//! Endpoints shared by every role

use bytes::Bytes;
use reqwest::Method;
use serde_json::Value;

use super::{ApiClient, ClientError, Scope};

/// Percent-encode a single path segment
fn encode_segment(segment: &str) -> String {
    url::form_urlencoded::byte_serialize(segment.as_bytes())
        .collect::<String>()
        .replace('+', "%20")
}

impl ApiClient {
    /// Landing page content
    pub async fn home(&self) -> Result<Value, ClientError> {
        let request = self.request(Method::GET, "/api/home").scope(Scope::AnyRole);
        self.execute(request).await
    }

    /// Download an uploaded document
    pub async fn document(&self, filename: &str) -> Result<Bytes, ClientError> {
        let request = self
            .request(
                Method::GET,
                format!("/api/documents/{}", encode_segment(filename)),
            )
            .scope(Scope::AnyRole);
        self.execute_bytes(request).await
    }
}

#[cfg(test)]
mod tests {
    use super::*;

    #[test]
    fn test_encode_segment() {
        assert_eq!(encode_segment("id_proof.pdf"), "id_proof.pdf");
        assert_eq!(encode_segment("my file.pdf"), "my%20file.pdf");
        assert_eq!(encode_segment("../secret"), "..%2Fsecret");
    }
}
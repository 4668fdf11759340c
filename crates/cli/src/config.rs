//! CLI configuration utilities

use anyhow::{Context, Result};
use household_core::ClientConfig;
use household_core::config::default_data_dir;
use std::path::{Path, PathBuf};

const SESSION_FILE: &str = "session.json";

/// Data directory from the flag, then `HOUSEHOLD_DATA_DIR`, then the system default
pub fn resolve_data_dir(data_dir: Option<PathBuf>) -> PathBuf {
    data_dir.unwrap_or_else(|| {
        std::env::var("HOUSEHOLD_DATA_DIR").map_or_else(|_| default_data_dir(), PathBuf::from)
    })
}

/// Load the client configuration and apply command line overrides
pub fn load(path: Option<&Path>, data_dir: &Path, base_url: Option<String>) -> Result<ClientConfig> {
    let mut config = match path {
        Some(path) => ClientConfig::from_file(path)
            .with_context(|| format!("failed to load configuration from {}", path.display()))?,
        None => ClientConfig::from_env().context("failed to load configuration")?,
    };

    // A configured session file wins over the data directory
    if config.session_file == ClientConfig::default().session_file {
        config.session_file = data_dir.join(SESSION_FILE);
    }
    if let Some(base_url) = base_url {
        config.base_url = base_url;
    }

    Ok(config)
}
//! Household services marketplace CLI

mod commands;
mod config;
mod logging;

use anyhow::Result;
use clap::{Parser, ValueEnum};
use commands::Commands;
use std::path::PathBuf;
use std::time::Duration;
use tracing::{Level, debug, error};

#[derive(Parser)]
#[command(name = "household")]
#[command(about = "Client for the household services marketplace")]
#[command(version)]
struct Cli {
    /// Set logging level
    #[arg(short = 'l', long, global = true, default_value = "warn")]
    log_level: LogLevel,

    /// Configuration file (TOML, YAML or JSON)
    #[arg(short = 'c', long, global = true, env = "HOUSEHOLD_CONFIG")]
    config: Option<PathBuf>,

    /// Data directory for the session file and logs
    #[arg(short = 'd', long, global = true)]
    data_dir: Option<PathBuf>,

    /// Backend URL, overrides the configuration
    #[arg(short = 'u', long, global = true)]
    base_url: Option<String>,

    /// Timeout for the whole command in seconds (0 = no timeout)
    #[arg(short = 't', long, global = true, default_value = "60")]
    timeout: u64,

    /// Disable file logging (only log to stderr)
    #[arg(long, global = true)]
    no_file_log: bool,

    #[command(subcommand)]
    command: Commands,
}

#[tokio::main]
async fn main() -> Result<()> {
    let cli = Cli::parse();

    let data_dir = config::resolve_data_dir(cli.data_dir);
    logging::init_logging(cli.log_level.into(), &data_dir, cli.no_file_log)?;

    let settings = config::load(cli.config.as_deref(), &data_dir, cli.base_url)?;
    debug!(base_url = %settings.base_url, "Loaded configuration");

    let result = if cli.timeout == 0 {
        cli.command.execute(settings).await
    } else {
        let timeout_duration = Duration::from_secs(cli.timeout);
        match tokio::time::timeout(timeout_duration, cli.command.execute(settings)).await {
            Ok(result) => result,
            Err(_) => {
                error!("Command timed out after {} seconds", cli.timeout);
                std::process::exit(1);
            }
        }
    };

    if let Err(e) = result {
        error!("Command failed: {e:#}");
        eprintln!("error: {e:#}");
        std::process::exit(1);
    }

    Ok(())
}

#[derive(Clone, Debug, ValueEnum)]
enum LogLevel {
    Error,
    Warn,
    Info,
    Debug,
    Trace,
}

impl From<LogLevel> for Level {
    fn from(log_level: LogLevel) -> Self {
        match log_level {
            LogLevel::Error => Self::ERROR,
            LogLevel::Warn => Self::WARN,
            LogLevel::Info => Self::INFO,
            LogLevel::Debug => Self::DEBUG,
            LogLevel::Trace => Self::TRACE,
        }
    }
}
-------
— YOUR OBJECTIVE —
Copy out only the lines of the records above from the one with "services marketplace CLI" through the one with "let data_dir = config::resolve_data_dir(cli.data_dir);", exactly as they stand, both included.

— TASK RESULT —
//! Household services marketplace CLI

mod commands;
mod config;
mod logging;

use anyhow::Result;
use clap::{Parser, ValueEnum};
use commands::Commands;
use std::path::PathBuf;
use std::time::Duration;
use tracing::{Level, debug, error};

#[derive(Parser)]
#[command(name = "household")]
#[command(about = "Client for the household services marketplace")]
#[command(version)]
struct Cli {
    /// Set logging level
    #[arg(short = 'l', long, global = true, default_value = "warn")]
    log_level: LogLevel,

    /// Configuration file (TOML, YAML or JSON)
    #[arg(short = 'c', long, global = true, env = "HOUSEHOLD_CONFIG")]
    config: Option<PathBuf>,

    /// Data directory for the session file and logs
    #[arg(short = 'd', long, global = true)]
    data_dir: Option<PathBuf>,

    /// Backend URL, overrides the configuration
    #[arg(short = 'u', long, global = true)]
    base_url: Option<String>,

    /// Timeout for the whole command in seconds (0 = no timeout)
    #[arg(short = 't', long, global = true, default_value = "60")]
    timeout: u64,

    /// Disable file logging (only log to stderr)
    #[arg(long, global = true)]
    no_file_log: bool,

    #[command(subcommand)]
    command: Commands,
}

#[tokio::main]
async fn main() -> Result<()> {
    let cli = Cli::parse();

    let data_dir = config::resolve_data_dir(cli.data_dir);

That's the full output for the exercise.